MR-TRUS füzyon prostat biyopsi teknolojisi son yıllarda geliştirilen ve standart biyopsilerin oluşturduğu dezavantajların önüne geçmeyi hedefleyen, multiparametrik prostat MR(mpMR) görüntüleri ile TRUS görüntülerinin birleştirilmesinden faydalanılarak direk şüpheli odak/odaklardan biyopsi alınabilmesini sağlayan metoddur. Bu sayede olası bir kanserin saptanamama ihtimali azalmakta, daha yüksek kanser yakalama oranı elde edilmekte ve kanserin daha doğru evrelendirilmesine olanak sağlanmaktadır.
Füzyon biyopsi teknolojisinin temelinde mpMR çok önemlidir. MR teknolojisinin geliştirilmesiyle kanser dokusunun klinik önemini önceden belirlemeye yardımcı olan özel skorlama sisteminin gelişmesi sağlanmıştır.(PI-RADS skorlaması (Prostate Imaging-Reporting and Data System)). Multiparametrik prostat MR görüntülemeleri sonucunda yapılan PI-RADS skorlaması ile klinik anlamlı, yani daha çok ölüm ve komplikasyonlara yol açabilecek prostat kanseri daha yüksek doğrulukla saptanabilir hale gelmiştir.

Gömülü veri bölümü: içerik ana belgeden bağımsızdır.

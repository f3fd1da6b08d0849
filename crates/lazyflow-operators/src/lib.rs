#![forbid(unsafe_code)]
//! lazyflow-operators: dual-mode operators over `lazyflow_core::Seq`.
//!
//! Design intent:
//! - One definition per operator; `Operator::apply` picks the synchronous or
//!   asynchronous implementation from the upstream capability.
//! - Operators are cold values. Indices, buffers and flags are created per
//!   run, inside the attached factory.
//! - Construction never fails. Bad configuration and async-only operators in
//!   synchronous pipelines fail on the first pull instead.
//! - Most operators are a `Stage` (push/pop state machine) driven in both
//!   modes; the racing, flattening and time operators own their drivers.

pub mod traits;

pub mod basic;
pub mod catch;
pub mod filter;
pub mod flat;
pub mod reduce;
pub mod retry;
pub mod time;
pub mod wait;
pub mod window;

pub use traits::{Operator, Stage};

pub use basic::{aggregate, concat, count, default_empty, map, skip, take, tap, to_array, try_map, zip};
pub use catch::{catch_error, ErrorContext};
pub use filter::{distinct, distinct_by, filter, skip_while, take_while};
pub use flat::{flat, flat_default, flat_map, spread};
pub use reduce::{reduce, reduce_async, reduce_with};
pub use retry::{repeat, repeat_while, retry, retry_while, retry_while_async};
pub use time::{delay, delay_with, throttle, timeout, timeout_with};
pub use wait::{wait, wait_cache, wait_race, wait_race_default};
pub use window::{page, split, split_with, Carry, SplitIndex, SplitOptions};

Ayrıca mpMR görüntülemedeki PI-RADS skorlaması sayesinde muhtemel iyi huylu prostat lezyonlarının tespiti yapılarak fazladan yapılacak biyopsilerin önüne geçilmesini sağlayabilmektedir.
Prostat kanseri açısından riskli kabul edilen, PSA testi veya prostat muayenesinde anormallik olan hastalara çekilen mpMR görüntülerinde kanser açısından şüpheli odaklar yüksek bir doğrulukla tespit edilebilmektedir. Biyopsi işlemi öncesinde mpMR da prostat sınırları ve kanser açısından şüpheli odakların işaretlenmesi yapılır. İşaretlenen görüntüler yazılım yardımıyla 3 boyutlu olarak oluşturulup, şüpheli kanser odakları da 3 boyutlu hale getirilerek incelenebilmektedir. MR’da oluşturulan 3 boyutlu görüntülerin makattan ilerletilen ultrason ile oluşturulan görüntülerle üst-üste getirilmesiyle füzyon işlemi gerçekleştirilir ve bu sayede prostatın 3 boyutlu görüntülerinde kanser açısından şüpheli işaretlenmiş odaklardan yani doğrudan hedeflenen yerden biyopsi alınması sağlanmış olur.
Bu yöntem sayesinde standart biyopsiye göre daha yüksek oranda kanser saptanabilmekte, doğru olarak hedeflenen yerden biyopsi alınabildiği için tekrar-tekrar yapılan biyopsilerin de önüne geçilmektedir.